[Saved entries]
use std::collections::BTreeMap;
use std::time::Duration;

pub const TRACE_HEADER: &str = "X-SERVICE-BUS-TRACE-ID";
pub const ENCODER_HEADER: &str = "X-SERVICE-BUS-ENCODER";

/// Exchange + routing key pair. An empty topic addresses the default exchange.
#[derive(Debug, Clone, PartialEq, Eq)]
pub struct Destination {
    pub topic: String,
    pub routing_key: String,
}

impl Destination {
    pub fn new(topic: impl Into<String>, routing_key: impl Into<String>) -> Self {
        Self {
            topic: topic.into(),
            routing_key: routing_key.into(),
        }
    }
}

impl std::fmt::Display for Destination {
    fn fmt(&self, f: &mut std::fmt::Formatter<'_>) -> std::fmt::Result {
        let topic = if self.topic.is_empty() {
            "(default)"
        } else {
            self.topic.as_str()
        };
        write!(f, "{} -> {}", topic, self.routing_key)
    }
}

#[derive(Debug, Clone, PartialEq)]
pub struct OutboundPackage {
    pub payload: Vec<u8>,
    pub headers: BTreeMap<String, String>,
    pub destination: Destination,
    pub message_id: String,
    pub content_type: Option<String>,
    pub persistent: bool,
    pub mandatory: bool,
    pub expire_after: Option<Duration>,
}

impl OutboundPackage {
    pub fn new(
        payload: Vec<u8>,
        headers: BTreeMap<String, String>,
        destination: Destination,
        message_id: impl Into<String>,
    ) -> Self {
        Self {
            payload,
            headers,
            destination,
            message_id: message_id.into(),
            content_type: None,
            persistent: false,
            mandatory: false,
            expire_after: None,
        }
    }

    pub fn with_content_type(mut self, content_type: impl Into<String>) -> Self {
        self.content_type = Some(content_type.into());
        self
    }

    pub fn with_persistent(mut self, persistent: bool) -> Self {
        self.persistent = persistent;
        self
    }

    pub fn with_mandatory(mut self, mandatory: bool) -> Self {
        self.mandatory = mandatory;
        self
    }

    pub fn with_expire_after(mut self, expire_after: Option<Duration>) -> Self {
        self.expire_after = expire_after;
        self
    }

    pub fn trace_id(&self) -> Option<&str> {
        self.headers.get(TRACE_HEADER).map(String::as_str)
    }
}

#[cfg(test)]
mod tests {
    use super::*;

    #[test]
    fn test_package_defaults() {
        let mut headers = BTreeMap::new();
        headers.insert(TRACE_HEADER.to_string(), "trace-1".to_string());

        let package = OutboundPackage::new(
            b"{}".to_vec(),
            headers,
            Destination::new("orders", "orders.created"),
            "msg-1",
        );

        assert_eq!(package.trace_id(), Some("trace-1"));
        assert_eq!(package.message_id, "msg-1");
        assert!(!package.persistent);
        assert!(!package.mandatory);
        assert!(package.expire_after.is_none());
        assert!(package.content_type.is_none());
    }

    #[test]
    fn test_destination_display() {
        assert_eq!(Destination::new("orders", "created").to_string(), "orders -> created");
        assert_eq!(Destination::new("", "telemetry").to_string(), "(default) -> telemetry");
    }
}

◆ ACTION ITEM
Return all lines in the data that include the word "OutboundPackage".

◆ TASK RESULT
pub struct OutboundPackage {
impl OutboundPackage {
        let package = OutboundPackage::new(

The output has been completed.